• [ABOUT THIS TASK]: Locate the word "Result" in the material, then show every line that holds it.

++++++++

use crate::cli::{actions::Action, commands, dispatch, telemetry};
use anyhow::Result;

const fn get_verbosity_level(verbosity: u8) -> Option<tracing::Level> {
    match verbosity {
        0 => None,
        1 => Some(tracing::Level::WARN),
        2 => Some(tracing::Level::INFO),
        3 => Some(tracing::Level::DEBUG),
        _ => Some(tracing::Level::TRACE),
    }
}

/// Start the CLI
pub fn start() -> Result<Action> {
    let matches = commands::new().get_matches();

    let verbosity_level = get_verbosity_level(
        matches
            .get_one::<u8>(commands::logging::ARG_VERBOSITY)
            .copied()
            .unwrap_or(0),
    );

    telemetry::init(verbosity_level)?;

    let action = dispatch::handler(&matches)?;

    Ok(action)
}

++++++++

• [TASK RESPONSE]:
use anyhow::Result;
pub fn start() -> Result<Action> {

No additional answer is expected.